| TASK DESCRIPTION |
In the records that follow, find each line with the word "created" and copy it.

#### EXCERPTED RECORDS ####

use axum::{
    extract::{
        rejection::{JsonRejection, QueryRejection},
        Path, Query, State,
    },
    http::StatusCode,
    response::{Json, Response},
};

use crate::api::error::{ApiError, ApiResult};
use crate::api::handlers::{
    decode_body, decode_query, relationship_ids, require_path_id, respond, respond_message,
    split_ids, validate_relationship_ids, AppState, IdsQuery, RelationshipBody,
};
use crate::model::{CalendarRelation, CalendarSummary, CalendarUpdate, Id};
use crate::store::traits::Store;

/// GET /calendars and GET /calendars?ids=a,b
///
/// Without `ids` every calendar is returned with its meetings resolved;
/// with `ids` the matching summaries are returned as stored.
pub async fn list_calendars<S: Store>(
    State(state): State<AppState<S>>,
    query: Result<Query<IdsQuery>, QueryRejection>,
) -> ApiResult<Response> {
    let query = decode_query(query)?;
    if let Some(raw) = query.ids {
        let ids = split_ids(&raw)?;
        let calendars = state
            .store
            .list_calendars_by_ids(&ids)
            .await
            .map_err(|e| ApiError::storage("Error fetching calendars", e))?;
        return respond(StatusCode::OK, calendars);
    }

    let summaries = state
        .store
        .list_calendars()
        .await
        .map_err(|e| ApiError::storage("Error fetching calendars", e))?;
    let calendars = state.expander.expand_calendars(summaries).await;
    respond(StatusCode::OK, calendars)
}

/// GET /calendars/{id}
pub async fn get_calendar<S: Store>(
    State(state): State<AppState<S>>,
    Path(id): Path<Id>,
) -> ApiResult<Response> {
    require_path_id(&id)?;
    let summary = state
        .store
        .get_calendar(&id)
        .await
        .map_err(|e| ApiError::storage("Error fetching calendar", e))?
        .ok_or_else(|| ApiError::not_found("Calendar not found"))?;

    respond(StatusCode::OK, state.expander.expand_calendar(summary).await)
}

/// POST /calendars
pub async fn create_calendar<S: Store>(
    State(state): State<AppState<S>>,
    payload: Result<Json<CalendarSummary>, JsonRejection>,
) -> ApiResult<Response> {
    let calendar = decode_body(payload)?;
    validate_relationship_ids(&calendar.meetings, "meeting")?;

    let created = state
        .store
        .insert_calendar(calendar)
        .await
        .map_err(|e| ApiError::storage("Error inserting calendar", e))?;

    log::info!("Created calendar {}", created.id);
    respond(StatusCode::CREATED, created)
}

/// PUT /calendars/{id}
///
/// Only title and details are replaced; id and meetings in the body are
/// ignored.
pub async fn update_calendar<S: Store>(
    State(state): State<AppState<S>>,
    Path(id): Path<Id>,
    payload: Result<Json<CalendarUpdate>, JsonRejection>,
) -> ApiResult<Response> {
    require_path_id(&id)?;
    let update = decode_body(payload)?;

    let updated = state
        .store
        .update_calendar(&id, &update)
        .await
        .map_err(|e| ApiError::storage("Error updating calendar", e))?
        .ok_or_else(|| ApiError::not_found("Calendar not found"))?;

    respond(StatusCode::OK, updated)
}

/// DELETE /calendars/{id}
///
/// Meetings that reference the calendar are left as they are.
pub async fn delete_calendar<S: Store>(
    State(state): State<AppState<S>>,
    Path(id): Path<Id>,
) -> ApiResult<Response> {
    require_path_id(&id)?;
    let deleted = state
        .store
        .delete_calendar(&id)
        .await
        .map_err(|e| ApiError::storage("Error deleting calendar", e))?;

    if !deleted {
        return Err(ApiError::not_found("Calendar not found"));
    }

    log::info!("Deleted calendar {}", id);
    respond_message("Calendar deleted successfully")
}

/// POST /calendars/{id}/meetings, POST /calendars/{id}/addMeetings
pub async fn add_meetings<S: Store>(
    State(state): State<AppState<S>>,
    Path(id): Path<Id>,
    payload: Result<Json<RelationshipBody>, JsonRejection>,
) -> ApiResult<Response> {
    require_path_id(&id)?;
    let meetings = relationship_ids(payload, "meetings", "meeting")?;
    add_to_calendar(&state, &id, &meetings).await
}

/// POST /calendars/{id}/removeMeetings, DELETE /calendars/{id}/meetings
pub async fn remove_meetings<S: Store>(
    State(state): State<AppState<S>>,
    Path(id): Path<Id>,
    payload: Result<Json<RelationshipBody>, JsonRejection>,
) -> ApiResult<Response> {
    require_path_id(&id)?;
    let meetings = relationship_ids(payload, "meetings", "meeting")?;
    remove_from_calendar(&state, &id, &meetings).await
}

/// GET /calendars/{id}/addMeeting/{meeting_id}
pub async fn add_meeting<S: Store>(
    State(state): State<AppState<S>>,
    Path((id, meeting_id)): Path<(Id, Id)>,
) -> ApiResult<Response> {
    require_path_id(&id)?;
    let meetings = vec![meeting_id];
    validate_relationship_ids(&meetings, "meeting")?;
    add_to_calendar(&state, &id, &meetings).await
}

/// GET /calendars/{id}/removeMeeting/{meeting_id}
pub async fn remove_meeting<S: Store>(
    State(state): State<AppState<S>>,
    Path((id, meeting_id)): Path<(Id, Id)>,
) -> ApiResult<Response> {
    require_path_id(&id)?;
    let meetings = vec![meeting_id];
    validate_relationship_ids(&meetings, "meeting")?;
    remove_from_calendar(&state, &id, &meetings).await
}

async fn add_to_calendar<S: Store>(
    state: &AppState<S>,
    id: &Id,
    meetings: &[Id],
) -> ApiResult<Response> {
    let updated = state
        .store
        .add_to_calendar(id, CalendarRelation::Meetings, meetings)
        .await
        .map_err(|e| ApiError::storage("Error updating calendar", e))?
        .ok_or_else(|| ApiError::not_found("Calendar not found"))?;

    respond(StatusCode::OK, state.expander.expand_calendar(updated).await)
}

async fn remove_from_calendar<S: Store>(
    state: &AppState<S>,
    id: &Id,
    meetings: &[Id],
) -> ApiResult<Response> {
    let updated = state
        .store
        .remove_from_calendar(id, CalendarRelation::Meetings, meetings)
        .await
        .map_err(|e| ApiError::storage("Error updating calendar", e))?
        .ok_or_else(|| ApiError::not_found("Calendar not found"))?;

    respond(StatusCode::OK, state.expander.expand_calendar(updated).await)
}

####

| ANSWER FOR THIS EXERCISE |
    let created = state
    log::info!("Created calendar {}", created.id);
    respond(StatusCode::CREATED, created)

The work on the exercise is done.